“There’s the third package,” he told himself. “Mr. Wiseman said this one contained a mystery. ‘A strange, wild-eyed man in shabby attire brought it to the office. He placed a twenty dollar gold piece on the counter, paid the highest possible insurance fee upon the package, which is heavily sealed with wax, and then without a word he walked away.’ Those were Mr. Wiseman’s very words.”

But now the time for reflection was past. The time for action had come. The voice was once more in his ear. Gruffer than before, it set aside all pretense.

“You’ll come down, or we’ll bring you down like a crippled wild goose!”

Curlie shuddered. What was this, a plain robbery, or did that mysterious package contain some terrible secret?

He was alone in the dark. The hour neared midnight. He was high in the air. What could he do?

“The mail bag is within my reach. I could swing out with it and jump. Parachute would save the treasure and me,” he thought.

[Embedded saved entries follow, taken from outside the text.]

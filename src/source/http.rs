use std::time::Duration;

use super::error::FetchError;

pub fn build_client(timeout: Duration) -> Result<reqwest::Client, FetchError> {
    reqwest::Client::builder()
        .timeout(timeout)
        .user_agent(concat!(env!("CARGO_PKG_NAME"), "/", env!("CARGO_PKG_VERSION")))
        .build()
        .map_err(FetchError::Client)
}

/// GET `url` and return the body, failing on transport errors and non-2xx status.
pub(crate) async fn get_text(client: &reqwest::Client, url: &str) -> Result<String, FetchError> {
    log::debug!("GET {}", url);

    let response = client
        .get(url)
        .send()
        .await
        .map_err(|source| FetchError::Transport {
            url: url.to_string(),
            source,
        })?;

    if !response.status().is_success() {
        return Err(FetchError::Status {
            url: url.to_string(),
            status: response.status(),
        });
    }

    response.text().await.map_err(|source| FetchError::Transport {
        url: url.to_string(),
        source,
    })
}
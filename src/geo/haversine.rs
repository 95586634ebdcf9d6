use super::Coordinates;

/// Earth radius used for the great-circle distance. Determines the output unit.
pub const EARTH_RADIUS_KM: f64 = 6373.0;

/// Great-circle distance between two points using the haversine formula.
/// Altitude is ignored; both points are treated as lying on the surface.
pub fn distance_km(a: &Coordinates, b: &Coordinates) -> f64 {
    let (lat1, lon1) = (a.lat_rad(), a.lon_rad());
    let (lat2, lon2) = (b.lat_rad(), b.lon_rad());

    let dlat = lat2 - lat1;
    let dlon = lon2 - lon1;

    let h = (dlat / 2.0).sin().powi(2) + lat1.cos() * lat2.cos() * (dlon / 2.0).sin().powi(2);
    // Rounding can push h just past 1 for antipodal points.
    let h = h.clamp(0.0, 1.0);
    let c = 2.0 * h.sqrt().atan2((1.0 - h).sqrt());
    EARTH_RADIUS_KM * c
}
use serde::Deserialize;

use super::error::ParseError;
use crate::geo::Coordinates;

/// One ISS position report.
#[derive(Debug, Clone, Copy, PartialEq)]
pub struct IssFix {
    pub position: Coordinates,
    /// Unix epoch seconds as reported by the ISS API.
    pub timestamp: i64,
}

/// Degrees as they appear on the wire. open-notify sends decimal strings,
/// most geolocation services send JSON numbers.
#[derive(Debug, Clone, Deserialize)]
#[serde(untagged)]
pub(crate) enum Degrees {
    Number(f64),
    Text(String),
}

impl Degrees {
    pub(crate) fn to_f64(&self, field: &'static str) -> Result<f64, ParseError> {
        let value = match self {
            Degrees::Number(n) => *n,
            Degrees::Text(s) => s.trim().parse().map_err(|_| ParseError::InvalidNumber {
                field,
                value: s.clone(),
            })?,
        };
        if !value.is_finite() {
            return Err(ParseError::NonFinite { field, value });
        }
        Ok(value)
    }
}
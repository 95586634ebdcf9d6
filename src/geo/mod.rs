mod coordinates;
mod haversine;

pub use coordinates::Coordinates;
pub use haversine::distance_km;
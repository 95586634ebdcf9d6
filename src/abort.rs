use std::future::Future;
use std::io;
use std::time::Duration;

use tokio::sync::watch;
use tokio::time::{sleep_until, Instant};

/// Abort signal sent when polling should stop.
/// Can be raised by anything holding an [`AbortHandle`] (Ctrl-C handler, tests).
#[derive(Debug, Clone, PartialEq)]
pub struct AbortSignal {
    pub reason: String,
}

#[derive(Debug)]
pub struct AbortHandle {
    tx: watch::Sender<Option<AbortSignal>>,
}

#[derive(Debug, Clone)]
pub struct AbortListener {
    rx: watch::Receiver<Option<AbortSignal>>,
}

pub fn abort_channel() -> (AbortHandle, AbortListener) {
    let (tx, rx) = watch::channel(None);
    (AbortHandle { tx }, AbortListener { rx })
}

impl AbortHandle {
    /// Raise the signal. The first reason wins.
    pub fn abort(&self, reason: impl Into<String>) {
        let reason = reason.into();
        self.tx.send_if_modified(|current| {
            if current.is_some() {
                return false;
            }
            *current = Some(AbortSignal { reason });
            true
        });
    }
}

impl AbortListener {
    pub fn aborted(&self) -> Option<AbortSignal> {
        self.rx.borrow().clone()
    }

    /// Sleep for `duration`, waking early if the signal is raised.
    /// Returns the signal if sleeping was cut short.
    pub async fn sleep(&mut self, duration: Duration) -> Option<AbortSignal> {
        if let Some(signal) = self.aborted() {
            return Some(signal);
        }

        let deadline = Instant::now() + duration;
        loop {
            tokio::select! {
                _ = sleep_until(deadline) => return None,
                changed = self.rx.changed() => {
                    if changed.is_err() {
                        // Every handle is gone, nobody can abort any more.
                        sleep_until(deadline).await;
                        return None;
                    }
                    if let Some(signal) = self.aborted() {
                        return Some(signal);
                    }
                }
            }
        }
    }
}

/// Turn interrupts from `next_interrupt` into an abort on `handle`.
/// Returns `true` once a second interrupt arrives, `false` if listening fails.
pub async fn relay_interrupts<F, Fut>(handle: AbortHandle, mut next_interrupt: F) -> bool
where
    F: FnMut() -> Fut,
    Fut: Future<Output = io::Result<()>>,
{
    if let Err(e) = next_interrupt().await {
        log::warn!("Cannot listen for interrupts: {}", e);
        return false;
    }
    handle.abort("interrupted");
    log::info!("Interrupted, stopping after the current cycle (interrupt again to quit now)");

    next_interrupt().await.is_ok()
}
use serde::Deserialize;
use std::time::Duration;
use thiserror::Error;

use crate::geo::Coordinates;
use crate::source::{DEFAULT_GEOLOCATION_URL, DEFAULT_ISS_URL};
use crate::tracker::{ErrorPolicy, TrackerSettings};

#[derive(Debug, Error)]
pub enum ConfigError {
    #[error("IO error: {0}")]
    Io(#[from] std::io::Error),
    #[error("YAML parse error: {0}")]
    Yaml(#[from] serde_yaml::Error),
    #[error("invalid {field} {value:?}: {source}")]
    Duration {
        field: &'static str,
        value: String,
        #[source]
        source: humantime::DurationError,
    },
    #[error("timeout must be greater than zero")]
    ZeroTimeout,
    #[error("invalid location {0:?}, expected \"lat, lon\"")]
    Location(String),
}

#[derive(Debug, Clone, Deserialize, PartialEq)]
#[serde(default, deny_unknown_fields)]
pub struct Config {
    pub iss_url: String,
    pub geolocation_url: String,
    /// Pause before every poll, e.g. `1s`, `500ms`.
    pub interval: String,
    /// Upper bound for each HTTP request.
    pub timeout: String,
    /// Number of reports to print, 0 for no limit.
    pub count: u64,
    pub on_error: ErrorPolicy,
    /// `"lat, lon"` to skip the IP geolocation lookup.
    pub location: Option<String>,
}

impl Default for Config {
    fn default() -> Self {
        Self {
            iss_url: DEFAULT_ISS_URL.to_string(),
            geolocation_url: DEFAULT_GEOLOCATION_URL.to_string(),
            interval: "1s".to_string(),
            timeout: "10s".to_string(),
            count: 0,
            on_error: ErrorPolicy::default(),
            location: None,
        }
    }
}

impl Config {
    pub fn from_file(path: &str) -> Result<Self, ConfigError> {
        let content = std::fs::read_to_string(path)?;
        Self::from_yaml(&content)
    }

    pub fn from_yaml(yaml: &str) -> Result<Self, ConfigError> {
        // An empty document deserializes to unit, not to a mapping.
        if yaml.trim().is_empty() {
            return Ok(Self::default());
        }
        let config: Config = serde_yaml::from_str(yaml)?;
        Ok(config)
    }

    pub fn poll_interval(&self) -> Result<Duration, ConfigError> {
        parse_duration("interval", &self.interval)
    }

    pub fn request_timeout(&self) -> Result<Duration, ConfigError> {
        let timeout = parse_duration("timeout", &self.timeout)?;
        if timeout.is_zero() {
            return Err(ConfigError::ZeroTimeout);
        }
        Ok(timeout)
    }

    pub fn fixed_location(&self) -> Result<Option<Coordinates>, ConfigError> {
        self.location
            .as_deref()
            .map(|s| Coordinates::from_coordinates(s).ok_or_else(|| ConfigError::Location(s.into())))
            .transpose()
    }

    pub fn tracker_settings(&self) -> Result<TrackerSettings, ConfigError> {
        Ok(TrackerSettings {
            poll_interval: self.poll_interval()?,
            on_error: self.on_error,
        })
    }
}

fn parse_duration(field: &'static str, value: &str) -> Result<Duration, ConfigError> {
    humantime::parse_duration(value.trim()).map_err(|source| ConfigError::Duration {
        field,
        value: value.to_string(),
        source,
    })
}

#[cfg(test)]
mod tests {
    use super::*;

    #[test]
    fn empty_file_gives_defaults() {
        let config = Config::from_yaml("").unwrap();
        assert_eq!(config, Config::default());
        assert_eq!(config.iss_url, "http://api.open-notify.org/iss-now.json");
        assert_eq!(config.poll_interval().unwrap(), Duration::from_secs(1));
        assert_eq!(config.request_timeout().unwrap(), Duration::from_secs(10));
        assert_eq!(config.fixed_location().unwrap(), None);
    }

    #[test]
    fn reads_all_fields() {
        let yaml = r#"
iss_url: http://localhost:8000/iss-now.json
geolocation_url: https://ipapi.co/json
interval: 2s 500ms
timeout: 5s
count: 3
on_error: skip
location: "52.52, 13.405"
"#;
        let config = Config::from_yaml(yaml).unwrap();
        assert_eq!(config.iss_url, "http://localhost:8000/iss-now.json");
        assert_eq!(config.geolocation_url, "https://ipapi.co/json");
        assert_eq!(config.poll_interval().unwrap(), Duration::from_millis(2500));
        assert_eq!(config.request_timeout().unwrap(), Duration::from_secs(5));
        assert_eq!(config.count, 3);
        assert_eq!(config.on_error, ErrorPolicy::Skip);
        assert_eq!(
            config.fixed_location().unwrap(),
            Some(Coordinates::new(52.52, 13.405))
        );

        let settings = config.tracker_settings().unwrap();
        assert_eq!(settings.poll_interval, Duration::from_millis(2500));
        assert_eq!(settings.on_error, ErrorPolicy::Skip);
    }

    #[test]
    fn partial_file_keeps_other_defaults() {
        let config = Config::from_yaml("count: 7\n").unwrap();
        assert_eq!(config.count, 7);
        assert_eq!(config.interval, "1s");
        assert_eq!(config.on_error, ErrorPolicy::Abort);
    }

    #[test]
    fn rejects_unknown_keys() {
        assert!(matches!(
            Config::from_yaml("poll_interval: 1s\n"),
            Err(ConfigError::Yaml(_))
        ));
    }

    #[test]
    fn rejects_bad_values() {
        let config = Config {
            interval: "soon".into(),
            timeout: "0s".into(),
            location: Some("north pole".into()),
            ..Default::default()
        };
        assert!(matches!(
            config.poll_interval(),
            Err(ConfigError::Duration { field: "interval", .. })
        ));
        assert!(matches!(config.request_timeout(), Err(ConfigError::ZeroTimeout)));
        assert!(matches!(config.fixed_location(), Err(ConfigError::Location(_))));
    }
}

But would it? The parachute was large and white. Even in the night it might be seen.

“Then they’d land and catch me. I’d crash my plane for nothing, and all that mail would probably be burned.”

Crash the plane! No. He couldn’t do that. That old plane meant much to him. In it he had outridden many a wild storm.

Then, too, there was the Air Mail pilots’ slogan: “The mail must go through.”